Atmospheric Correction

Monitoring the earth’s surface from satellites is hampered by the atmosphere. Atmospheric absorption and scattering processes influence the transport of solar radiation along its path from the sun to the surface of the earth, as well as from the surface of the earth to the sensor.

In order to obtain precise information about the earth’s surface and be able to compare optical remote sensing data sets spatially and temporally, the influence of the atmosphere must be corrected. This correction is fundamental whenever biophysical and geophysical parameters like leaf area index, proportion of photosynthetically active radiation, land use, emissivity or land surface temperature are being operationally derived in order to model and analyze the geosphere-biosphere-atmosphere system, as at DFD.

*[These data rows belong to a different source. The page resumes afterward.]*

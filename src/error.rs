use thiserror::Error;

/// Rejected constructor or parser input.
#[derive(Debug, Clone, PartialEq, Eq, Error)]
pub enum ConfigError {
    #[error("cache segments must be within 1..=100, got {0}")]
    SegmentsOutOfRange(usize),

    #[error("LCG multiplier must be odd, got {0:#x}")]
    EvenMultiplier(u64),

    #[error("LCG step ({mul:#x}, {add:#x}) is not full period: the multiplier must be 1 mod 4 and the increment odd")]
    NotFullPeriod { mul: u32, add: u32 },

    #[error("expected 1 to {expected} hex digits, got {found}")]
    HexLength { expected: usize, found: usize },

    #[error("invalid hex digit {digit:?} at position {position}")]
    HexDigit { digit: char, position: usize },
}
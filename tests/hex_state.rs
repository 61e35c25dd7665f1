use proptest::prelude::*;
use rand_leap::*;

proptest! {
    #[test]
    fn words_round_trip(a: u32, b: u64) {
        prop_assert_eq!(Ok(a), u32::from_hex(&a.to_hex()));
        prop_assert_eq!(Ok(b), u64::from_hex(&b.to_hex()));
        prop_assert_eq!(8, a.to_hex().len());
        prop_assert_eq!(16, b.to_hex().len());
        prop_assert_eq!(Ok(b), u64::from_hex(&b.to_hex().to_lowercase()));
    }

    #[test]
    fn states_round_trip(s: [u32; 4], t: [u64; 2]) {
        let xs = XorShift128::new(s[0], s[1], s[2], s[3]);
        let tm = TinyMt::new(s[0], s[1], s[2], s[3]);
        let xo = Xoroshiro128p::new(t[0], t[1]);
        prop_assert_eq!(Ok(xs), XorShift128::from_hex(&xs.to_hex()));
        prop_assert_eq!(Ok(tm), TinyMt::from_hex(&tm.to_hex()));
        prop_assert_eq!(Ok(xo), Xoroshiro128p::from_hex(&xo.to_hex()));
        prop_assert_eq!(32, xs.to_hex().len());
    }

    #[test]
    fn short_input_is_left_padded(a: u32) {
        let digits = format!("{:x}", a);
        prop_assert_eq!(Ok(a), u32::from_hex(&digits));
        prop_assert_eq!(Ok(a as u64), u64::from_hex(&digits));
    }

    #[test]
    fn non_hex_input_is_rejected(s in "[0-9a-f]{0,6}[g-zG-Z_+]") {
        let position = s.len() - 1;
        let digit = s.chars().last().unwrap();
        prop_assert_eq!(Err(ConfigError::HexDigit { digit, position }), u32::from_hex(&s));
    }
}

#[test]
fn extreme_states() {
    let zero = XorShift128::new(0, 0, 0, 0);
    let ones = XorShift128::new(u32::MAX, u32::MAX, u32::MAX, u32::MAX);
    assert_eq!("00000000000000000000000000000000", zero.to_hex());
    assert_eq!("FFFFFFFFFFFFFFFFFFFFFFFFFFFFFFFF", ones.to_hex());
    assert_eq!(Ok(zero), XorShift128::from_hex(&zero.to_hex()));
    assert_eq!(Ok(ones), XorShift128::from_hex(&ones.to_hex()));
    assert_eq!(Ok(Xoroshiro128p::new(u64::MAX, u64::MAX)), Xoroshiro128p::from_hex("ffffffffffffffffffffffffffffffff"));
    assert_eq!("00000000", 0u32.to_hex());
    assert_eq!("FFFFFFFFFFFFFFFF", u64::MAX.to_hex());
}

#[test]
fn bad_lengths() {
    assert_eq!(Err(ConfigError::HexLength { expected: 8, found: 0 }), u32::from_hex(""));
    assert_eq!(Err(ConfigError::HexLength { expected: 8, found: 9 }), u32::from_hex("123456789"));
    assert_eq!(Err(ConfigError::HexLength { expected: 32, found: 33 }), TinyMt::from_hex(&"1".repeat(33)));
    assert!(u64::from_hex("12345678").is_ok());
}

For a number of satellite-borne instruments DFD provides highly precise correction for the disruptive influences of clouds, aerosols and trace gases. Two new methodologies have been developed both of which enjoy patent protection, ATCOR and DurchBlick.

ATCOR calculates the reflectivity and, as needed, the surface emissivity and temperature, whereby aerosol content and water vapor column content are derived from the recorded scene, assuming the required spectral channels are available. Topographical effects (degree of slope and orientation) are taken into account, hazy areas are corrected, and the effect of thin/semithick cirrus clouds can be eliminated in hyperspectral data. In addition, areas with cloud shadow can be interactively corrected. A detailed description is available on the Internet (see the DLR-ATCOR link at left). The version for satellite sensors is limited to instruments with high spatial resolution and ignores the influence of variations in the viewing angle within one scene. The version for aerial sensors takes into account the influence of the viewing angle. For push broom hyperspectral sensors the central wavelength of a channel varies within one detector row from pixel to pixel (the so-called “smile” effect), and this instrument-specific effect must be taken into account in the atmospheric correction.

DurchBlick was developed in order to obtain a description of the state of the atmosphere which is as up-to-date and precise as possible above a satellite scene requiring atmospheric correction. For this purpose, the spatial and temporal remote sensing products relevant for the atmosphere (ozone, water vapor, clouds, aerosols) are automatically compiled and taken into account in the correction procedure.